Bryant is a very polarizing figure in today’s world. He is quite possibly the most famous athlete on the planet, and almost everybody has an opinion on him. Many people love Bryant for his competitive drive and his personality, but others despise him for the very same reasons. In today’s world we are completely connected with everything going on around us. No matter how hard they may try, people as famous as Bryant can’t escape the public spotlight and the scrutiny it brings with it. Some athletes try and fight it, but ultimately it catches up to them. Tiger Woods was a prime example of that, but in the end everything came out in the open and he was forced to accept the limelight. Bryant is a similar being to Woods, as he clearly prefers his privacy. However, Bryant knows how to take his fame and manipulate it to his advantage.
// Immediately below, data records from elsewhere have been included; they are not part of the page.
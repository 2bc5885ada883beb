//! Loading an existing image or CUE sheet into a session

use std::collections::HashSet;
use std::path::{Path, PathBuf};

use chrono::{DateTime, Utc};
use thiserror::Error;

use super::metadata::VolumeMetadata;
use super::Session;
use crate::disc::bincue::{read_cue_sheet, BinCueError, CueLayout};
use crate::disc::browse::{open_filesystem, Filesystem, FilesystemError};
use crate::disc::formats::ImageFormat;
use crate::tree::{DataOrigin, Node, NodeId, Tree};

/// Volume id given to a CUE sheet without a disc TITLE
pub const DEFAULT_CUE_VOLUME_ID: &str = "CUE_SHEET";

/// Errors raised while loading an image
#[derive(Debug, Error)]
pub enum LoadError {
    #[error("Failed to read image {}: {}", .path.display(), .source)]
    Image {
        path: PathBuf,
        #[source]
        source: FilesystemError,
    },

    #[error("Failed to read CUE sheet {}: {}", .path.display(), .source)]
    CueSheet {
        path: PathBuf,
        #[source]
        source: BinCueError,
    },
}

impl Session {
    /// Replace the session with the contents of an image or CUE sheet
    ///
    /// On failure the session is reset to a new empty image.
    pub fn load(&mut self, path: &Path) -> Result<(), LoadError> {
        let format = ImageFormat::from_path(path);
        log::info!("Loading {} as {}", path.display(), format.display_name());

        let loaded = match format {
            ImageFormat::Iso => load_iso(path).map_err(|source| LoadError::Image {
                path: path.to_path_buf(),
                source,
            }),
            ImageFormat::CueSheet => load_cue(path).map_err(|source| LoadError::CueSheet {
                path: path.to_path_buf(),
                source,
            }),
        };

        match loaded {
            Ok((tree, metadata)) => {
                log::info!(
                    "Loaded '{}' with {} nodes",
                    metadata.volume_id,
                    tree.len() - 1
                );
                self.tree = tree;
                self.metadata = metadata;
                self.modified = false;
                self.current_path = Some(path.to_path_buf());
                self.source_image = match format {
                    ImageFormat::Iso => Some(path.to_path_buf()),
                    ImageFormat::CueSheet => None,
                };
                Ok(())
            }
            Err(e) => {
                log::error!("{}", e);
                self.init_new();
                Err(e)
            }
        }
    }
}

fn load_iso(path: &Path) -> Result<(Tree, VolumeMetadata), FilesystemError> {
    let mut fs = open_filesystem(path)?;
    log::debug!("Reading names from {}", fs.name_source().display_name());

    let metadata = VolumeMetadata::new(fs.volume_id(), fs.system_id());
    let mut tree = Tree::new();
    let root = tree.root();
    let mut visited = HashSet::new();
    populate_directory(fs.as_mut(), &mut tree, "/", root, &mut visited)?;

    Ok((tree, metadata))
}

/// Mirror one source directory into `dir`, recursing into subdirectories
fn populate_directory(
    fs: &mut dyn Filesystem,
    tree: &mut Tree,
    path: &str,
    dir: NodeId,
    visited: &mut HashSet<u64>,
) -> Result<(), FilesystemError> {
    for entry in fs.list_directory(path)? {
        if tree.find_child(dir, &entry.name).is_some() {
            log::warn!("Skipping duplicate entry {}", entry.path);
            continue;
        }

        let node = if entry.is_directory() {
            Node::directory(&entry.name)
        } else {
            Node::file(
                &entry.name,
                entry.size,
                DataOrigin::Archival {
                    lba: entry.location,
                },
            )
        }
        .with_modified(entry.modified)
        .with_hidden(entry.hidden);

        let Some(id) = tree.insert(dir, node) else {
            continue;
        };

        if entry.is_directory() {
            // A directory extent seen twice would loop forever
            if !visited.insert(entry.location) {
                log::warn!("Directory {} loops back to block {}", entry.path, entry.location);
                continue;
            }
            populate_directory(fs, tree, &entry.path, id, visited)?;
        }
    }

    Ok(())
}

fn load_cue(path: &Path) -> Result<(Tree, VolumeMetadata), BinCueError> {
    let CueLayout { title, tracks } = read_cue_sheet(path)?;

    let volume_id = title.as_deref().unwrap_or(DEFAULT_CUE_VOLUME_ID);
    let metadata = VolumeMetadata::new(volume_id, "");

    let mut tree = Tree::new();
    let root = tree.root();
    for track in tracks {
        let name = track.display_name();
        if tree.find_child(root, &name).is_some() {
            log::warn!("Skipping repeated track number {}", track.number);
            continue;
        }

        let modified = std::fs::metadata(&track.bin_path)
            .and_then(|m| m.modified())
            .ok()
            .map(DateTime::<Utc>::from);

        log::debug!(
            "{} ({}): {} bytes at offset {} of {}",
            name,
            if track.is_data() { "data" } else { "audio" },
            track.size,
            track.offset,
            track.bin_path.display()
        );

        let node = Node::file(
            name,
            track.size,
            DataOrigin::Track {
                bin_path: track.bin_path,
                offset: track.offset,
                number: track.number,
            },
        )
        .with_modified(modified);
        tree.insert(root, node);
    }

    Ok((tree, metadata))
}

#[cfg(test)]
mod tests {
    use super::*;
    use crate::config::EditorConfig;
    use crate::disc::browse::test_image::{build_image, TestImageOptions, TestNode};
    use std::fs;
    use tempfile::TempDir;

    fn sample_tree() -> Vec<TestNode> {
        vec![
            TestNode::File("readme.txt", b"hello world".to_vec()),
            TestNode::HiddenFile("secret.bin", vec![1, 2, 3]),
            TestNode::Dir(
                "Docs",
                vec![
                    TestNode::File("guide.md", vec![7u8; 3000]),
                    TestNode::Dir("empty", vec![]),
                ],
            ),
        ]
    }

    fn write_image(dir: &TempDir, options: &TestImageOptions) -> PathBuf {
        let path = dir.path().join("source.iso");
        fs::write(&path, build_image(&sample_tree(), options)).unwrap();
        path
    }

    fn new_session() -> Session {
        Session::with_config(EditorConfig::default())
    }

    #[test]
    fn test_load_rock_ridge_image() {
        let dir = TempDir::new().unwrap();
        let path = write_image(
            &dir,
            &TestImageOptions {
                rock_ridge: true,
                ..TestImageOptions::default()
            },
        );

        let mut session = new_session();
        session.load(&path).unwrap();

        assert_eq!(session.metadata().volume_id, "TEST_VOLUME");
        assert_eq!(session.metadata().system_id, "LINUX");
        assert!(!session.is_modified());
        assert_eq!(session.current_path(), Some(path.as_path()));
        assert_eq!(session.source_image(), Some(path.as_path()));

        let tree = session.tree();
        let names: Vec<&str> = tree
            .children(tree.root())
            .iter()
            .map(|id| tree.get(*id).unwrap().name.as_str())
            .collect();
        assert_eq!(names, vec!["readme.txt", "secret.bin", "Docs"]);

        let readme = tree.resolve_path("/readme.txt").unwrap();
        let readme_node = tree.get(readme).unwrap();
        assert_eq!(readme_node.size, 11);
        assert!(!readme_node.hidden);
        assert!(matches!(readme_node.origin(), Some(DataOrigin::Archival { .. })));
        assert_eq!(
            readme_node.modified.map(|d| d.to_rfc3339()).as_deref(),
            Some("2024-05-06T12:30:00+00:00")
        );

        let secret = tree.resolve_path("/secret.bin").unwrap();
        assert!(tree.get(secret).unwrap().hidden);

        let guide = tree.resolve_path("/Docs/guide.md").unwrap();
        assert_eq!(tree.get(guide).unwrap().size, 3000);
        assert!(tree.is_directory(tree.resolve_path("/Docs/empty").unwrap()));

        assert_eq!(session.node_bytes(readme), b"hello world");
        assert_eq!(session.node_bytes(guide), vec![7u8; 3000]);
    }

    #[test]
    fn test_load_plain_image_uses_primary_names() {
        let dir = TempDir::new().unwrap();
        let path = write_image(&dir, &TestImageOptions::default());

        let mut session = new_session();
        session.load(&path).unwrap();

        let tree = session.tree();
        let readme = tree.find_child(tree.root(), "README.TXT").unwrap();
        assert_eq!(tree.get(readme).unwrap().name, "README.TXT");
        assert!(tree.resolve_path("/DOCS/GUIDE.MD").is_some());
    }

    #[test]
    fn test_failed_load_resets_session() {
        let dir = TempDir::new().unwrap();
        let bogus = dir.path().join("bogus.iso");
        fs::write(&bogus, vec![0u8; 40 * 2048]).unwrap();

        let mut session = new_session();
        session.add_folder("DOCS", session.root());
        session.set_volume_id("CHANGED");

        let result = session.load(&bogus);
        assert!(matches!(result, Err(LoadError::Image { .. })));
        assert!(session.tree().children(session.root()).is_empty());
        assert_eq!(session.metadata().volume_id, "NEW_ISO");
        assert!(!session.is_modified());
        assert!(session.current_path().is_none());
    }

    #[test]
    fn test_load_missing_file() {
        let dir = TempDir::new().unwrap();
        let mut session = new_session();

        assert!(session.load(&dir.path().join("absent.iso")).is_err());
        assert!(session.current_path().is_none());
    }

    #[test]
    fn test_case_twin_directory_keeps_its_own_files() {
        let dir = TempDir::new().unwrap();
        let path = dir.path().join("twins.iso");
        let image = build_image(
            &[
                TestNode::Dir("Dir", vec![TestNode::File("first.txt", b"one".to_vec())]),
                TestNode::Dir("dir", vec![TestNode::File("second.txt", b"two".to_vec())]),
            ],
            &TestImageOptions {
                rock_ridge: true,
                ..TestImageOptions::default()
            },
        );
        fs::write(&path, image).unwrap();

        let mut session = new_session();
        session.load(&path).unwrap();

        let tree = session.tree();
        let kept = tree.resolve_path("/Dir").unwrap();
        assert_eq!(tree.children(tree.root()).len(), 1);
        assert_eq!(tree.get(kept).unwrap().name, "Dir");

        let names: Vec<&str> = tree
            .children(kept)
            .iter()
            .map(|id| tree.get(*id).unwrap().name.as_str())
            .collect();
        assert_eq!(names, vec!["first.txt"]);

        let first = tree.resolve_path("/Dir/first.txt").unwrap();
        assert_eq!(session.node_bytes(first), b"one");
    }

    #[test]
    fn test_load_cue_sheet() {
        let dir = TempDir::new().unwrap();
        let bin_len = 2352 * 200 + 48;
        let bin: Vec<u8> = (0..bin_len).map(|i| (i % 251) as u8).collect();
        fs::write(dir.path().join("game.bin"), &bin).unwrap();

        let cue_path = dir.path().join("game.CUE");
        fs::write(
            &cue_path,
            "TITLE \"GAME_DISC\"\n\
             FILE \"game.bin\" BINARY\n\
             \x20 TRACK 01 MODE1/2352\n\
             \x20   INDEX 01 00:00:00\n\
             \x20 TRACK 02 AUDIO\n\
             \x20   INDEX 00 00:00:50\n\
             \x20   INDEX 01 00:01:00\n",
        )
        .unwrap();

        let mut session = new_session();
        session.load(&cue_path).unwrap();

        assert_eq!(session.metadata().volume_id, "GAME_DISC");
        assert_eq!(session.current_path(), Some(cue_path.as_path()));
        assert!(session.source_image().is_none());

        let tree = session.tree();
        let tracks = tree.children(tree.root());
        assert_eq!(tracks.len(), 2);

        let first = tree.get(tracks[0]).unwrap();
        let second = tree.get(tracks[1]).unwrap();
        assert_eq!(first.name, "Track 01");
        assert_eq!(second.name, "Track 02");
        assert_eq!(first.size, 75 * 2352);
        assert_eq!(second.size, bin_len as u64 - 75 * 2352);
        assert_eq!(first.size + second.size, bin_len as u64);

        assert_eq!(session.node_bytes(tracks[1]), &bin[75 * 2352..]);
    }

    #[test]
    fn test_cue_sheet_without_title() {
        let dir = TempDir::new().unwrap();
        fs::write(dir.path().join("disc.bin"), vec![0u8; 2352]).unwrap();
        let cue_path = dir.path().join("disc.cue");
        fs::write(
            &cue_path,
            "FILE \"disc.bin\" BINARY\n  TRACK 01 MODE1/2352\n    INDEX 01 00:00:00\n",
        )
        .unwrap();

        let mut session = new_session();
        session.load(&cue_path).unwrap();

        assert_eq!(session.metadata().volume_id, DEFAULT_CUE_VOLUME_ID);
    }

    #[test]
    fn test_cue_sheet_without_file_entry() {
        let dir = TempDir::new().unwrap();
        let cue_path = dir.path().join("broken.cue");
        fs::write(&cue_path, "TRACK 01 AUDIO\n  INDEX 01 00:00:00\n").unwrap();

        let mut session = new_session();
        let result = session.load(&cue_path);

        assert!(matches!(
            result,
            Err(LoadError::CueSheet {
                source: BinCueError::NoFileEntry,
                ..
            })
        ));
        assert!(session.tree().children(session.root()).is_empty());
    }
}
Bryant knows that a quick shoot-around following a tough loss isn’t just for him, but for his fans that see him as more of a myth than a man.
It’s impossible to say what Bryant’s true intentions were as he practiced on that court last Thursday night. In all honesty I think it had a little to do with both sides of the spectrum. There is no denying that Bryant’s never-ending quest to be the best motivates him to do such things. But on the other hand he knows that by doing one thing he can take the spotlight off the Heat and the loss and turn it into another remarkable page in the saga that his life has become.
To wrap this up I’ll quote one of my favorite movies as a kid, and honestly it still is today, The Sandlot. Towards the climax of the film the ghost of Babe Ruth appears and gives advice that will always ring true no matter the sport: “Heroes get remembered, but legends never die.” Kobe Bryant is trying to make the transition from hero to legend, and whether you like it or not he is succeeding.